El presidente del club de paramotor, que tuvo su origen en Carlet, asegura que los aficionados siempre actúan con precaución y salen de madrugada, que es cuando menos riesgos se cogen, comenta, y tras comprobar todas las previsiones del tiempo «que eran buenas». Se da la circunstancia de que apenas unas horas antes se había producido el reventón cálido en Cullera que provocó la caída de una parte del escenario del Medusa y del arco de entrada, con el balance de un muerto y varias decenas de heridos. Boscà considera que, probablemente, la noticia de lo sucedido no había trascendido cuando los aficionados al paramotor iniciaron su ruta.

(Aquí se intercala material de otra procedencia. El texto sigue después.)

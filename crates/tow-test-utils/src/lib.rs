//! Testing utilities for the TOW workspace
//!
//! Shared clocks, notifiers, and fixtures.

#![allow(missing_docs)]

use std::sync::Arc;

use async_trait::async_trait;
use chrono::{DateTime, Duration, TimeZone, Utc};
use parking_lot::Mutex;
use tow_engine::{EffectBus, EngineConfig, Notification, Notifier, WorkflowEngine};
use tow_model::{Agent, AgentId, Clock, Contact, ContactId, Priority, Team, TeamId, Ticket, TicketId};

/// Installs a tracing subscriber honoring `RUST_LOG`. Safe to call
/// from every test; only the first call wins.
pub fn init_tracing() {
    let _ = tracing_subscriber::fmt()
        .with_env_filter(tracing_subscriber::EnvFilter::from_default_env())
        .with_test_writer()
        .try_init();
}

/// Clock whose time only moves when a test says so.
#[derive(Debug)]
pub struct ManualClock {
    now: Mutex<DateTime<Utc>>,
}

impl ManualClock {
    /// Starts at a fixed, readable instant.
    pub fn new() -> Self {
        Self::at(Utc.with_ymd_and_hms(2026, 3, 2, 9, 0, 0).unwrap())
    }

    pub fn at(start: DateTime<Utc>) -> Self {
        Self {
            now: Mutex::new(start),
        }
    }

    pub fn advance(&self, by: Duration) {
        *self.now.lock() += by;
    }

    pub fn set(&self, to: DateTime<Utc>) {
        *self.now.lock() = to;
    }
}

impl Default for ManualClock {
    fn default() -> Self {
        Self::new()
    }
}

impl Clock for ManualClock {
    fn now(&self) -> DateTime<Utc> {
        *self.now.lock()
    }
}

/// Notifier that records everything it is asked to deliver.
#[derive(Debug, Default)]
pub struct RecordingNotifier {
    delivered: Mutex<Vec<Notification>>,
}

impl RecordingNotifier {
    pub fn new() -> Self {
        Self::default()
    }

    pub fn delivered(&self) -> Vec<Notification> {
        self.delivered.lock().clone()
    }
}

#[async_trait]
impl Notifier for RecordingNotifier {
    async fn notify(&self, notification: Notification) {
        self.delivered.lock().push(notification);
    }
}

/// An engine on a manual clock with a captured effect bus, plus the
/// standard cast: a team with supervisor and manager, two agents in
/// the team, and a requester.
pub struct TestWorld {
    pub engine: WorkflowEngine,
    pub clock: Arc<ManualClock>,
    pub effects: tokio::sync::mpsc::UnboundedReceiver<Notification>,
    pub team: TeamId,
    pub supervisor: AgentId,
    pub manager: AgentId,
    pub agent: AgentId,
    pub expert: AgentId,
    pub requester: ContactId,
}

impl TestWorld {
    pub fn new() -> Self {
        Self::with_config(EngineConfig::new())
    }

    pub fn with_config(config: EngineConfig) -> Self {
        let clock = Arc::new(ManualClock::new());
        let (bus, effects) = EffectBus::capture();
        let engine = WorkflowEngine::with_parts(config, clock.clone(), bus);
        let supervisor = engine.store().insert_agent(Agent::new("Sam Supervisor"));
        let manager = engine.store().insert_agent(Agent::new("Mel Manager"));
        let team = engine.store().insert_team(
            Team::new("frontline", Default::default())
                .with_supervisor(supervisor)
                .with_manager(manager),
        );
        let agent = engine.store().insert_agent(Agent::new("Kim Agent").in_team(team));
        let expert = engine
            .store()
            .insert_agent(Agent::new("Evi Expert").in_team(team));
        let requester = engine
            .store()
            .insert_contact(Contact::new("pat@example.com", "Pat Requester"));
        Self {
            engine,
            clock,
            effects,
            team,
            supervisor,
            manager,
            agent,
            expert,
            requester,
        }
    }

    /// Registers a fresh medium-priority ticket on the fixture team.
    pub fn new_ticket(&self, reference: &str) -> TicketId {
        self.engine.store().insert_ticket(
            Ticket::new(
                reference,
                "fixture ticket",
                self.requester,
                Priority::Medium,
                self.clock.now(),
            )
            .with_team(self.team),
        )
    }

    /// Registers a ticket and has the fixture agent accept it.
    pub fn owned_ticket(&self, reference: &str) -> TicketId {
        let ticket = self.new_ticket(reference);
        self.engine
            .accept_ticket(ticket, self.agent)
            .expect("fixture accept");
        ticket
    }

    /// Drains everything currently sitting on the effect bus.
    pub fn drain_effects(&mut self) -> Vec<Notification> {
        std::iter::from_fn(|| self.effects.try_recv().ok()).collect()
    }
}

impl Default for TestWorld {
    fn default() -> Self {
        Self::new()
    }
}
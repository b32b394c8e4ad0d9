//! Parallel-assist envelopes
//!
//! An envelope brings an expert IN to help on a ticket without moving
//! ownership. Any number of envelopes may be active on one ticket at
//! the same time; the ticket's escalated flag is derived from that
//! count, never stored independently.

use crate::ids::{AgentId, EnvelopeId, TeamId, TicketId};
use chrono::{DateTime, Utc};
use serde::{Deserialize, Serialize};

/// Envelope lifecycle state
#[derive(Debug, Clone, Copy, PartialEq, Eq, Hash, Serialize, Deserialize)]
#[serde(rename_all = "snake_case")]
pub enum EnvelopeStatus {
    /// Waiting for an expert to accept
    Pending,
    /// Expert working
    Active,
    /// Terminal: expert finished, summary posted
    Completed,
    /// Terminal: withdrawn before completion
    Cancelled,
}

impl EnvelopeStatus {
    /// Whether this state admits no further transitions
    #[inline]
    #[must_use]
    pub fn is_terminal(&self) -> bool {
        matches!(self, EnvelopeStatus::Completed | EnvelopeStatus::Cancelled)
    }

    /// Whether this envelope counts toward the escalated flag
    #[inline]
    #[must_use]
    pub fn is_open(&self) -> bool {
        matches!(self, EnvelopeStatus::Pending | EnvelopeStatus::Active)
    }
}

/// Envelope transition rejection
#[derive(Debug, Clone, Copy, PartialEq, Eq, thiserror::Error)]
pub enum EnvelopeTransitionError {
    /// Envelope already completed or cancelled
    #[error("envelope is {state:?}; terminal states are final")]
    Terminal {
        /// The terminal state
        state: EnvelopeStatus,
    },
    /// Transition not in the table
    #[error("invalid envelope transition: {from:?} -> {to:?}")]
    Invalid {
        /// Current state
        from: EnvelopeStatus,
        /// Requested state
        to: EnvelopeStatus,
    },
}

/// States reachable from `from` in one step
#[must_use]
pub fn allowed_transitions(from: EnvelopeStatus) -> &'static [EnvelopeStatus] {
    match from {
        EnvelopeStatus::Pending => &[EnvelopeStatus::Active, EnvelopeStatus::Cancelled],
        EnvelopeStatus::Active => &[EnvelopeStatus::Completed, EnvelopeStatus::Cancelled],
        EnvelopeStatus::Completed | EnvelopeStatus::Cancelled => &[],
    }
}

/// Validate a single envelope transition against the table
///
/// # Errors
/// - `EnvelopeTransitionError::Terminal` when `from` is final
/// - `EnvelopeTransitionError::Invalid` for any other off-table move
pub fn validate_transition(
    from: EnvelopeStatus,
    to: EnvelopeStatus,
) -> Result<(), EnvelopeTransitionError> {
    if from.is_terminal() {
        return Err(EnvelopeTransitionError::Terminal { state: from });
    }
    if allowed_transitions(from).contains(&to) {
        Ok(())
    } else {
        Err(EnvelopeTransitionError::Invalid { from, to })
    }
}

/// Where a pending envelope is routed
#[derive(Debug, Clone, Copy, PartialEq, Eq, Serialize, Deserialize)]
#[serde(rename_all = "snake_case")]
pub enum EnvelopeRouting {
    /// Any member of the team may accept (first wins)
    Team(TeamId),
    /// Only this agent may accept
    Agent(AgentId),
}

/// Parallel-assist sub-workflow on a ticket
#[derive(Debug, Clone, PartialEq, Serialize, Deserialize)]
pub struct Envelope {
    /// Envelope identifier
    pub id: EnvelopeId,
    /// Parent ticket
    pub ticket: TicketId,
    /// The ticket owner at creation time
    pub requested_by: AgentId,
    /// Routing target
    pub routing: EnvelopeRouting,
    /// Expert who accepted, set on accept
    pub assigned_to: Option<AgentId>,
    /// Lifecycle state
    pub status: EnvelopeStatus,
    /// Why help is needed, shown to the expert
    pub reason: String,
    /// Outcome summary, set on completion
    pub summary: Option<String>,
    /// Creation instant
    pub created_at: DateTime<Utc>,
    /// Accept instant
    pub accepted_at: Option<DateTime<Utc>>,
    /// Completion or cancellation instant
    pub completed_at: Option<DateTime<Utc>>,
}

impl Envelope {
    /// Create a pending envelope
    #[must_use]
    pub fn new(
        ticket: TicketId,
        requested_by: AgentId,
        routing: EnvelopeRouting,
        reason: impl Into<String>,
        now: DateTime<Utc>,
    ) -> Self {
        Self {
            id: EnvelopeId::new(),
            ticket,
            requested_by,
            routing,
            assigned_to: None,
            status: EnvelopeStatus::Pending,
            reason: reason.into(),
            summary: None,
            created_at: now,
            accepted_at: None,
            completed_at: None,
        }
    }

    /// Whether `agent` may work the envelope thread (assigned expert)
    #[inline]
    #[must_use]
    pub fn is_assigned_to(&self, agent: AgentId) -> bool {
        self.assigned_to == Some(agent)
    }
}
//! Ticket entity and lifecycle states
//!
//! The ticket state machine is deliberately small: `new`,
//! `in_progress`, `resolved`. Escalation is NOT a state; it is a
//! derived flag (any envelope currently active) so a ticket never
//! loses its in-progress standing while experts are assisting.

use crate::ids::{AgentId, ContactId, TeamId, TicketId};
use chrono::{DateTime, Utc};
use serde::{Deserialize, Serialize};

/// Ticket classification
#[derive(Debug, Clone, Copy, PartialEq, Eq, Hash, Serialize, Deserialize)]
#[serde(rename_all = "snake_case")]
pub enum TicketType {
    /// Something is broken
    Incident,
    /// Customer wants something
    Request,
    /// Planned change
    Change,
    /// Underlying cause investigation
    Problem,
}

/// Ticket lifecycle state
#[derive(Debug, Clone, Copy, PartialEq, Eq, Hash, Serialize, Deserialize)]
#[serde(rename_all = "snake_case")]
pub enum TicketStatus {
    /// Created, no owner yet
    New,
    /// Owner accepted, work underway
    InProgress,
    /// Terminal
    Resolved,
}

impl TicketStatus {
    /// Whether this state admits no further transitions
    #[inline]
    #[must_use]
    pub fn is_terminal(&self) -> bool {
        matches!(self, TicketStatus::Resolved)
    }
}

/// Ticket transition rejection
#[derive(Debug, Clone, Copy, PartialEq, Eq, thiserror::Error)]
pub enum TicketTransitionError {
    /// Ticket already resolved
    #[error("ticket is resolved; no further transitions permitted")]
    Terminal,
    /// Transition not in the table
    #[error("invalid ticket transition: {from:?} -> {to:?}")]
    Invalid {
        /// Current state
        from: TicketStatus,
        /// Requested state
        to: TicketStatus,
    },
}

/// States reachable from `from` in one step
#[must_use]
pub fn allowed_transitions(from: TicketStatus) -> &'static [TicketStatus] {
    match from {
        TicketStatus::New => &[TicketStatus::InProgress],
        TicketStatus::InProgress => &[TicketStatus::Resolved],
        TicketStatus::Resolved => &[],
    }
}

/// Validate a single ticket transition against the table
///
/// # Errors
/// - `TicketTransitionError::Terminal` when `from` is resolved
/// - `TicketTransitionError::Invalid` for any other off-table move
pub fn validate_transition(
    from: TicketStatus,
    to: TicketStatus,
) -> Result<(), TicketTransitionError> {
    if from.is_terminal() {
        return Err(TicketTransitionError::Terminal);
    }
    if allowed_transitions(from).contains(&to) {
        Ok(())
    } else {
        Err(TicketTransitionError::Invalid { from, to })
    }
}

/// Base severity, fixed at creation (dynamic urgency lives in scoring)
#[derive(Debug, Clone, Copy, PartialEq, Eq, Hash, Serialize, Deserialize)]
#[serde(rename_all = "snake_case")]
pub enum Priority {
    /// Base score 100
    Critical,
    /// Base score 70
    High,
    /// Base score 40
    Medium,
    /// Base score 10
    Low,
}

impl Priority {
    /// Fixed base score for this severity
    #[inline]
    #[must_use]
    pub fn base_score(&self) -> u32 {
        match self {
            Priority::Critical => 100,
            Priority::High => 70,
            Priority::Medium => 40,
            Priority::Low => 10,
        }
    }
}

/// Requester standing, drives the VIP scoring factor
#[derive(Debug, Clone, Copy, PartialEq, Eq, Hash, Serialize, Deserialize)]
#[serde(rename_all = "snake_case")]
pub enum RequesterTier {
    /// No uplift
    Standard,
    /// Uplifted per policy
    Premium,
    /// Uplifted per policy
    Vip,
}

impl RequesterTier {
    /// Whether this tier gets the VIP priority uplift
    #[inline]
    #[must_use]
    pub fn is_priority_tier(&self) -> bool {
        matches!(self, RequesterTier::Premium | RequesterTier::Vip)
    }
}

/// Customer who raised the ticket
#[derive(Debug, Clone, PartialEq, Serialize, Deserialize)]
pub struct Contact {
    /// Contact identifier
    pub id: ContactId,
    /// Email address
    pub email: String,
    /// Display name
    pub name: String,
    /// Service tier
    pub tier: RequesterTier,
}

impl Contact {
    /// Create a standard-tier contact
    #[inline]
    #[must_use]
    pub fn new(email: impl Into<String>, name: impl Into<String>) -> Self {
        Self {
            id: ContactId::new(),
            email: email.into(),
            name: name.into(),
            tier: RequesterTier::Standard,
        }
    }

    /// With service tier
    #[inline]
    #[must_use]
    pub fn with_tier(mut self, tier: RequesterTier) -> Self {
        self.tier = tier;
        self
    }
}

/// The core ticket entity
///
/// `owner` is set at most once, on accept. Nothing in the normal
/// operation surface clears or replaces it; the only exception is the
/// allow-listed administrative transfer.
#[derive(Debug, Clone, PartialEq, Serialize, Deserialize)]
pub struct Ticket {
    /// Ticket identifier
    pub id: TicketId,
    /// Human-readable reference, e.g. INC-2024-001234
    pub reference: String,
    /// Short description
    pub subject: String,
    /// Classification
    pub ticket_type: TicketType,
    /// Lifecycle state
    pub status: TicketStatus,
    /// Base severity
    pub priority: Priority,
    /// Who raised it
    pub requester: ContactId,
    /// Owning team (queue the ticket arrived on)
    pub team: Option<TeamId>,
    /// Immutable-after-accept owner
    pub owner: Option<AgentId>,
    /// When ownership was established
    pub owner_accepted_at: Option<DateTime<Utc>>,
    /// SLA clock start
    pub sla_started_at: DateTime<Utc>,
    /// SLA breach deadline, if an SLA applies
    pub sla_breach_at: Option<DateTime<Utc>>,
    /// A formal complaint has been recorded on this ticket
    pub complaint_recorded: bool,
    /// Creation instant
    pub created_at: DateTime<Utc>,
    /// Last mutation instant
    pub updated_at: DateTime<Utc>,
    /// Last update authored by the owner (staleness input)
    pub last_owner_update_at: Option<DateTime<Utc>>,
    /// First outbound response to the requester
    pub first_response_at: Option<DateTime<Utc>>,
    /// Resolution instant
    pub resolved_at: Option<DateTime<Utc>>,
}

impl Ticket {
    /// Create a new ticket in `new`
    #[must_use]
    pub fn new(
        reference: impl Into<String>,
        subject: impl Into<String>,
        requester: ContactId,
        priority: Priority,
        now: DateTime<Utc>,
    ) -> Self {
        Self {
            id: TicketId::new(),
            reference: reference.into(),
            subject: subject.into(),
            ticket_type: TicketType::Incident,
            status: TicketStatus::New,
            priority,
            requester,
            team: None,
            owner: None,
            owner_accepted_at: None,
            sla_started_at: now,
            sla_breach_at: None,
            complaint_recorded: false,
            created_at: now,
            updated_at: now,
            last_owner_update_at: None,
            first_response_at: None,
            resolved_at: None,
        }
    }

    /// With ticket type
    #[inline]
    #[must_use]
    pub fn with_type(mut self, ticket_type: TicketType) -> Self {
        self.ticket_type = ticket_type;
        self
    }

    /// With owning team
    #[inline]
    #[must_use]
    pub fn with_team(mut self, team: TeamId) -> Self {
        self.team = Some(team);
        self
    }

    /// With SLA breach deadline
    #[inline]
    #[must_use]
    pub fn with_sla_breach_at(mut self, breach_at: DateTime<Utc>) -> Self {
        self.sla_breach_at = Some(breach_at);
        self
    }

    /// Whether ownership has been established
    #[inline]
    #[must_use]
    pub fn is_owned(&self) -> bool {
        self.owner.is_some()
    }
}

«Me podía haber pasado a mi»

En su caso, asegura que había hablado con los compañeros el día anterior. «Yo podía haber ido tranquilamente y me hubiera pasado lo mismo, estaba todo tranquilo pero hay veces que es imprevisible», incidió Enric Boscà, mientras señalaba que reventones térmicos «hay continuamente, incluso en invierno» y en ocasiones han cogido a aficionados al paramotor en pleno vuelo. «Reventones siempre hemos tenido, pero otras veces se ha podido controlar, aunque no eran como el del sábado que fue bestial, exagerado y no se podía haber previsto de ninguna forma. Es como una burbuja térmica supercaliente que no se ve y que tira hacia arriba, el aire caliente desplaza al frío y va hacia arriba, depende de dónde te coja te baja o te sube, pero si estás en el aire vas con ella. El problema es cuando no puedes controlar dónde vas a parar y no puedes tirar del paracaídas de emergencia», relató este aficionado de Castelló de Rugat.